**Prompt:** For each line in the data below that has the word "shutdown", copy that line.

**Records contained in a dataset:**

::::

use log_ingest::app::main_router;
use log_ingest::domain::{LogEvent, Severity};
use log_ingest::pipeline::IngestPipeline;
use log_ingest::simulator::{Device, SimulatorArgs, run};
use log_ingest::test_support::MockTransport;
use serde_json::json;
use std::sync::Arc;
use tokio_util::sync::CancellationToken;
use wiremock::{
    Mock, MockServer, ResponseTemplate,
    matchers::{body_partial_json, method, path},
};

#[tokio::test]
async fn test_simulated_devices_reach_ingest_service() {
    let transport = Arc::new(MockTransport::new());
    let app = main_router(IngestPipeline::new(transport.clone()));
    let listener = tokio::net::TcpListener::bind("127.0.0.1:0").await.unwrap();
    let port = listener.local_addr().unwrap().port();
    let server = tokio::spawn(async move {
        axum::serve(listener, app).await.unwrap();
    });

    let args = SimulatorArgs {
        target: format!("http://127.0.0.1:{port}/logs"),
        devices: 3,
        interval_secs: 1,
        max_start_delay_secs: Some(0),
        events_per_device: Some(1),
    };
    let accepted = run(args, CancellationToken::new()).await.unwrap();

    assert_eq!(accepted, 3);
    assert_eq!(transport.delivered_payloads().len(), 3);

    server.abort();
}

#[tokio::test]
async fn test_cancelled_simulation_sends_nothing() {
    let mock_server = MockServer::start().await;
    Mock::given(method("POST"))
        .respond_with(ResponseTemplate::new(200))
        .expect(0)
        .mount(&mock_server)
        .await;

    let shutdown = CancellationToken::new();
    shutdown.cancel();
    let args = SimulatorArgs {
        target: format!("{}/logs", mock_server.uri()),
        devices: 2,
        interval_secs: 1,
        max_start_delay_secs: Some(5),
        events_per_device: None,
    };

    assert_eq!(run(args, shutdown).await.unwrap(), 0);
}

#[tokio::test]
async fn test_device_posts_event_json() {
    let mock_server = MockServer::start().await;
    Mock::given(method("POST"))
        .and(path("/logs"))
        .and(body_partial_json(json!({
            "deviceId": 4,
            "timeStamp": 1_700_000_000_000_i64,
            "eventType": "INFORMATION",
            "eventMessage": "Device booted"
        })))
        .respond_with(ResponseTemplate::new(200).set_body_json(json!({
            "status": "SUCCESS",
            "message": "Message from device:4 successfully processed"
        })))
        .expect(1)
        .mount(&mock_server)
        .await;

    let device = Device::new(4, reqwest::Client::new(), format!("{}/logs", mock_server.uri()));
    let event = LogEvent {
        device_id: 4,
        timestamp_ms: 1_700_000_000_000,
        severity: Severity::Information,
        message: "Device booted".into(),
    };

    let body = device.transmit(&event).await.unwrap();
    assert_eq!(body.message, "Message from device:4 successfully processed");
}

#[tokio::test]
async fn test_device_reports_rejected_event() {
    let mock_server = MockServer::start().await;
    Mock::given(method("POST"))
        .respond_with(ResponseTemplate::new(400).set_body_json(json!({
            "status": "ERROR",
            "message": "Request message could not be parsed: missing required field `eventMessage`"
        })))
        .mount(&mock_server)
        .await;

    let device = Device::new(5, reqwest::Client::new(), format!("{}/logs", mock_server.uri()));
    let event = LogEvent {
        device_id: 5,
        timestamp_ms: 0,
        severity: Severity::Error,
        message: String::new(),
    };

    let err = device.transmit(&event).await.unwrap_err();
    assert!(err.to_string().contains("400"), "{err}");
}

::::

**Response to the exercise:**
    let shutdown = CancellationToken::new();
    shutdown.cancel();
    assert_eq!(run(args, shutdown).await.unwrap(), 0);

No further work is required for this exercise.